Jan Colliver tells the poignant story of her great uncle Hughie Waldren of Ascot Vale. He enlisted with 6 Infantry Brigade in August 1915, but a pre-war episode of rheumatic fever came back to haunt him while training in Egypt, and he was returned to Australia unfit for further service. Undeterred, a few months later he volunteered for the Army Medical Corps, and spent some time in Home Service before again embarking for overseas service. The photo above shows him - number 4 in the back row - while in training at Aldershot in June 1917. Two months later he was in France with the 46 Inf Battalion. Read Jan's story here.

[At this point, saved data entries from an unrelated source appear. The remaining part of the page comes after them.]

// Copyright 2022 The Firefly Authors.
//
// Use of this source code is governed by a BSD 3-clause
// license that can be found in the LICENSE file.

//! Implements block storage devices for the kernel.
//!
//! A block device exposes fixed-size segments that can be read and
//! written whole. The filesystem layer consumes this interface; the
//! kernel's boot image is served by [`RamDisk`], a device backed by a
//! byte buffer in memory.

use alloc::vec::Vec;
use bitflags::bitflags;
use ember_abi::Error;

bitflags! {
    /// The list of operations that can be supported by
    /// a device.
    ///
    pub struct Operations: usize {
        /// Read data from a device.
        const READ = 1 << 0;

        /// Write data to a device.
        const WRITE = 1 << 1;
    }
}

/// Represents a block storage device.
///
pub trait Device {
    /// Returns the number of bytes in each segment.
    ///
    fn segment_size(&self) -> usize;

    /// Returns the device capacity as a number of
    /// segments.
    ///
    fn num_segments(&self) -> usize;

    /// Returns the device capacity in bytes.
    ///
    fn capacity(&self) -> usize;

    /// Returns the set of operations supported by the
    /// device.
    ///
    /// If an unsupported operation is attempted, it
    /// will return [`Error::Unsupported`].
    ///
    fn operations(&self) -> Operations;

    /// Populates a byte slice with data from the device.
    ///
    /// `segment` indicates from which segment the data
    /// should be read. The data read will start at the
    /// offset `segment` * [`segment_size`](Self::segment_size).
    ///
    /// Note that `buf` must have a length that is an exact
    /// multiple of the [`segment_size`](Self::segment_size).
    ///
    /// `read` returns the number of bytes read.
    ///
    fn read(&mut self, segment: usize, buf: &mut [u8]) -> Result<usize, Error>;

    /// Writes data from a byte slice to the device.
    ///
    /// `segment` indicates at which segment the data
    /// should be written. The data written will start at
    /// the offset `segment` * [`segment_size`](Self::segment_size).
    ///
    /// Note that `buf` must have a length that is an exact
    /// multiple of the [`segment_size`](Self::segment_size).
    ///
    /// `write` returns the number of bytes written.
    ///
    fn write(&mut self, segment: usize, buf: &[u8]) -> Result<usize, Error>;
}

/// The segment size used by [`RamDisk`] devices.
///
pub const RAM_DISK_SEGMENT_SIZE: usize = 512;

/// A block device backed by a buffer in kernel memory.
///
/// The kernel uses a RAM disk to serve the boot filesystem
/// image; tests use it to build filesystem images in memory.
///
pub struct RamDisk {
    data: Vec<u8>,
    writable: bool,
}

impl RamDisk {
    /// Returns a new RAM disk containing a copy of the
    /// given image.
    ///
    /// The image length must be an exact multiple of
    /// [`RAM_DISK_SEGMENT_SIZE`].
    ///
    pub fn new(image: &[u8], writable: bool) -> Result<Self, Error> {
        if image.is_empty() || image.len() % RAM_DISK_SEGMENT_SIZE != 0 {
            return Err(Error::InvalidArgument);
        }

        let mut data = Vec::new();
        data.extend_from_slice(image);

        Ok(RamDisk { data, writable })
    }

    fn check_access(&self, segment: usize, len: usize) -> Result<(), Error> {
        if len == 0 || len % RAM_DISK_SEGMENT_SIZE != 0 {
            return Err(Error::InvalidArgument);
        }

        let start = segment * RAM_DISK_SEGMENT_SIZE;
        if start >= self.data.len() || len > self.data.len() - start {
            return Err(Error::InvalidArgument);
        }

        Ok(())
    }
}

impl Device for RamDisk {
    fn segment_size(&self) -> usize {
        RAM_DISK_SEGMENT_SIZE
    }

    fn num_segments(&self) -> usize {
        self.data.len() / RAM_DISK_SEGMENT_SIZE
    }

    fn capacity(&self) -> usize {
        self.data.len()
    }

    fn operations(&self) -> Operations {
        if self.writable {
            Operations::READ | Operations::WRITE
        } else {
            Operations::READ
        }
    }

    fn read(&mut self, segment: usize, buf: &mut [u8]) -> Result<usize, Error> {
        self.check_access(segment, buf.len())?;

        let start = segment * RAM_DISK_SEGMENT_SIZE;
        buf.copy_from_slice(&self.data[start..start + buf.len()]);

        Ok(buf.len())
    }

    fn write(&mut self, segment: usize, buf: &[u8]) -> Result<usize, Error> {
        if !self.writable {
            return Err(Error::Unsupported);
        }

        self.check_access(segment, buf.len())?;

        let start = segment * RAM_DISK_SEGMENT_SIZE;
        self.data[start..start + buf.len()].copy_from_slice(buf);

        Ok(buf.len())
    }
}

#[cfg(test)]
mod tests {
    use super::Device;
    use super::RamDisk;
    use super::RAM_DISK_SEGMENT_SIZE;
    use alloc::vec;
    use ember_abi::Error;

    #[test]
    fn test_ram_disk() {
        let mut image = vec![0u8; 4 * RAM_DISK_SEGMENT_SIZE];
        image[RAM_DISK_SEGMENT_SIZE] = 0xab;

        let mut disk = RamDisk::new(&image, true).expect("failed to build RAM disk");
        assert_eq!(disk.num_segments(), 4);
        assert_eq!(disk.capacity(), image.len());

        let mut buf = vec![0u8; RAM_DISK_SEGMENT_SIZE];
        disk.read(1, &mut buf).expect("read failed");
        assert_eq!(buf[0], 0xab);

        buf[0] = 0xcd;
        disk.write(3, &buf).expect("write failed");
        disk.read(3, &mut buf).expect("read failed");
        assert_eq!(buf[0], 0xcd);

        // Out-of-range and misaligned accesses are rejected.
        assert_eq!(disk.read(4, &mut buf), Err(Error::InvalidArgument));
        assert_eq!(disk.read(0, &mut buf[..7]), Err(Error::InvalidArgument));
    }

    #[test]
    fn test_read_only_ram_disk() {
        let image = vec![0u8; RAM_DISK_SEGMENT_SIZE];
        let mut disk = RamDisk::new(&image, false).expect("failed to build RAM disk");

        let buf = vec![0u8; RAM_DISK_SEGMENT_SIZE];
        assert_eq!(disk.write(0, &buf), Err(Error::Unsupported));
    }
}
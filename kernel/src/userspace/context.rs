// Copyright 2022 The Firefly Authors.
//
// Use of this source code is governed by a BSD 3-clause
// license that can be found in the LICENSE file.

//! Implements the user context: a process's memory region, descriptor
//! pair, and the checked copies across the privilege boundary.

use align::PAGE_SIZE;
use alloc::vec::Vec;
use core::ptr;
use ember_abi::Error;
use segmentation::SegmentPair;

/// A contiguous, page-aligned region of kernel memory
/// holding a process image.
///
/// The region is reached through a raw pointer because the
/// process mutates it from user mode while the kernel holds
/// shared references to the context; all kernel accesses go
/// through the checked copy operations below.
///
struct UserRegion {
    base: *mut u8,
    size: usize,
}

unsafe impl Send for UserRegion {}
unsafe impl Sync for UserRegion {}

impl UserRegion {
    /// Allocates a zeroed region of `size` bytes, aligned
    /// to the page size.
    ///
    fn new(size: usize) -> Result<UserRegion, Error> {
        let layout = core::alloc::Layout::from_size_align(size, PAGE_SIZE)
            .map_err(|_| Error::InvalidArgument)?;

        let base = unsafe { alloc::alloc::alloc_zeroed(layout) };
        if base.is_null() {
            return Err(Error::OutOfMemory);
        }

        Ok(UserRegion { base, size })
    }

    fn base(&self) -> *mut u8 {
        self.base
    }
}

impl Drop for UserRegion {
    fn drop(&mut self) {
        // The layout here matches the one used in new, so
        // the deallocation is sound.
        let layout = core::alloc::Layout::from_size_align(self.size, PAGE_SIZE).unwrap();
        unsafe { alloc::alloc::dealloc(self.base(), layout) };
    }
}

/// A user context: everything needed to run a thread at
/// user privilege.
///
/// The context owns the process's memory region and the
/// descriptor pair covering it. The context is shared by
/// reference counting; when the last reference drops, the
/// region is freed and the descriptor pair becomes inert.
///
pub struct UserContext {
    region: UserRegion,

    // The code/data descriptor pair covering the region
    // with user privilege.
    pair: SegmentPair,

    // The process entry point, as a user address.
    entry_address: u64,

    // The argument block's location, as a user address.
    argument_block_address: u64,

    // The initial user stack pointer.
    initial_stack_pointer: u64,
}

impl UserContext {
    /// Allocates a context with a zeroed region of `size`
    /// bytes (rounded up to whole pages).
    ///
    /// The entry point, argument block, and stack pointer
    /// are set by the loader once the image is in place.
    ///
    pub(crate) fn new(size: usize) -> Result<UserContext, Error> {
        let size = align::round_up_to_page(size);
        let region = UserRegion::new(size)?;
        let pair = SegmentPair::new(region.base() as usize, size);

        Ok(UserContext {
            region,
            pair,
            entry_address: 0,
            argument_block_address: 0,
            initial_stack_pointer: 0,
        })
    }

    pub(crate) fn set_entry(
        &mut self,
        entry_address: u64,
        argument_block_address: u64,
        initial_stack_pointer: u64,
    ) {
        self.entry_address = entry_address;
        self.argument_block_address = argument_block_address;
        self.initial_stack_pointer = initial_stack_pointer;
    }

    /// Returns the size of the process's region in bytes.
    ///
    pub fn size(&self) -> usize {
        self.region.size
    }

    /// Returns the descriptor pair covering the region.
    ///
    pub fn segment_pair(&self) -> &SegmentPair {
        &self.pair
    }

    /// Returns the process entry point, as a user address.
    ///
    pub fn entry_address(&self) -> u64 {
        self.entry_address
    }

    /// Returns the argument block's user address.
    ///
    pub fn argument_block_address(&self) -> u64 {
        self.argument_block_address
    }

    /// Returns the process's initial stack pointer.
    ///
    pub fn initial_stack_pointer(&self) -> u64 {
        self.initial_stack_pointer
    }

    /// Returns whether `[user_addr, user_addr + len)` lies
    /// entirely within the process's region.
    ///
    fn validate(&self, user_addr: u64, len: usize) -> bool {
        let size = self.region.size as u64;
        if user_addr >= size {
            return false;
        }

        // No overflow: user_addr < size, so the subtraction
        // is exact, and the comparison bounds len.
        len as u64 <= size - user_addr
    }

    /// Copies `dst.len()` bytes from the user address
    /// `src_user` into the kernel buffer `dst`.
    ///
    /// If any part of the user range is outside the
    /// process's region, nothing is copied.
    ///
    pub fn copy_from_user(&self, dst: &mut [u8], src_user: u64) -> Result<(), Error> {
        if !self.validate(src_user, dst.len()) {
            return Err(Error::InvalidArgument);
        }

        unsafe {
            let src = self.region.base().add(src_user as usize);
            ptr::copy_nonoverlapping(src, dst.as_mut_ptr(), dst.len());
        }

        Ok(())
    }

    /// Copies the kernel buffer `src` to the user address
    /// `dst_user`.
    ///
    /// If any part of the user range is outside the
    /// process's region, nothing is copied.
    ///
    pub fn copy_to_user(&self, dst_user: u64, src: &[u8]) -> Result<(), Error> {
        if !self.validate(dst_user, src.len()) {
            return Err(Error::InvalidArgument);
        }

        unsafe {
            let dst = self.region.base().add(dst_user as usize);
            ptr::copy_nonoverlapping(src.as_ptr(), dst, src.len());
        }

        Ok(())
    }

    /// Copies a string of `len` bytes from the user address
    /// `src_user` into a fresh kernel buffer of `len + 1`
    /// bytes, nul-terminated.
    ///
    /// Fails with [`Error::InvalidArgument`] if `len`
    /// exceeds `max_len` or the user range is invalid, and
    /// with [`Error::OutOfMemory`] if the kernel buffer
    /// cannot be allocated.
    ///
    pub fn copy_user_string(
        &self,
        src_user: u64,
        len: usize,
        max_len: usize,
    ) -> Result<Vec<u8>, Error> {
        if len > max_len {
            return Err(Error::InvalidArgument);
        }

        let mut buf = Vec::new();
        buf.try_reserve_exact(len + 1)
            .map_err(|_| Error::OutOfMemory)?;
        buf.resize(len, 0);

        self.copy_from_user(&mut buf, src_user)?;

        // Terminate the copy so the string's end survives
        // whatever the process does to its memory next.
        buf.push(0);

        Ok(buf)
    }

    /// Copies bytes into the region while the image is
    /// being built, before the process runs.
    ///
    pub(crate) fn write(&mut self, offset: usize, bytes: &[u8]) -> Result<(), Error> {
        self.copy_to_user(offset as u64, bytes)
            .map_err(|_| Error::BadExecutable)
    }
}

#[cfg(test)]
mod tests {
    use super::UserContext;
    use align::PAGE_SIZE;
    use ember_abi::Error;

    #[test]
    fn test_copy_round_trip() {
        let context = UserContext::new(2 * PAGE_SIZE).expect("failed to allocate context");

        let message = b"the quick brown fox";
        context
            .copy_to_user(123, message)
            .expect("copy_to_user failed");

        let mut read_back = [0u8; 19];
        context
            .copy_from_user(&mut read_back, 123)
            .expect("copy_from_user failed");
        assert_eq!(&read_back, message);
    }

    #[test]
    fn test_out_of_bounds_rejected_without_mutation() {
        let context = UserContext::new(PAGE_SIZE).expect("failed to allocate context");
        let size = context.size() as u64;

        // Ranges that poke out of the region fail.
        assert_eq!(
            context.copy_to_user(size - 4, &[1, 2, 3, 4, 5]),
            Err(Error::InvalidArgument)
        );
        assert_eq!(
            context.copy_to_user(size, &[1]),
            Err(Error::InvalidArgument)
        );

        // A failed copy must not have mutated the region:
        // the tail bytes are still zero.
        let mut tail = [0xffu8; 4];
        context
            .copy_from_user(&mut tail, size - 4)
            .expect("copy_from_user failed");
        assert_eq!(tail, [0, 0, 0, 0]);

        // A failed read must not mutate the kernel buffer.
        let mut buf = [7u8; 4];
        assert_eq!(
            context.copy_from_user(&mut buf, size - 2),
            Err(Error::InvalidArgument)
        );
        assert_eq!(buf, [7, 7, 7, 7]);

        // Addresses that would overflow are rejected, not
        // wrapped.
        assert_eq!(
            context.copy_to_user(u64::MAX - 1, &[1, 2, 3]),
            Err(Error::InvalidArgument)
        );
    }

    #[test]
    fn test_copy_user_string() {
        let context = UserContext::new(PAGE_SIZE).expect("failed to allocate context");
        context
            .copy_to_user(64, b"hello.exe")
            .expect("copy_to_user failed");

        // The copy holds the declared bytes plus a
        // terminating nul.
        let copied = context
            .copy_user_string(64, 9, 255)
            .expect("copy_user_string failed");
        assert_eq!(copied.len(), 10);
        assert_eq!(&copied, b"hello.exe\0");
        assert_eq!(copied[9], 0);

        // Length caps are applied before any copying.
        assert_eq!(
            context.copy_user_string(64, 9, 8),
            Err(Error::InvalidArgument)
        );

        // Bad ranges propagate the validation failure.
        let size = context.size() as u64;
        assert_eq!(
            context.copy_user_string(size - 2, 9, 255),
            Err(Error::InvalidArgument)
        );
    }
}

I have created a number of local history projects for which you will find links on this blog. I am a community historian (ie, not paid) living in Essendon. The content of my Empire Called database (see the link to the PBWorks website) is the result of nearly 25 years' research. I began collecting material for the database of local WW1 volunteers in the early 1990s, beginning with hand transcriptions of Honour Boards in local schools, churches, clubs and so on. It was after this that the National Archives of Australia began making digitised service records available online, followed by the Australian War Memorial uploading Embarkation Rolls of the Australian Imperial Force. The Empire Called blog is a companion for the PBWorks website of the same name.
Time Travellers in Essendon and Flemington is set up in the same way, with a website and a blog to report additions to the website. The website is a vehicle to publish longer pieces of research that are too long for newsletters. It also includes various indexes I have worked on for many years, plus photos from various sources which I date and describe in greater detail. You may find something of use for your research.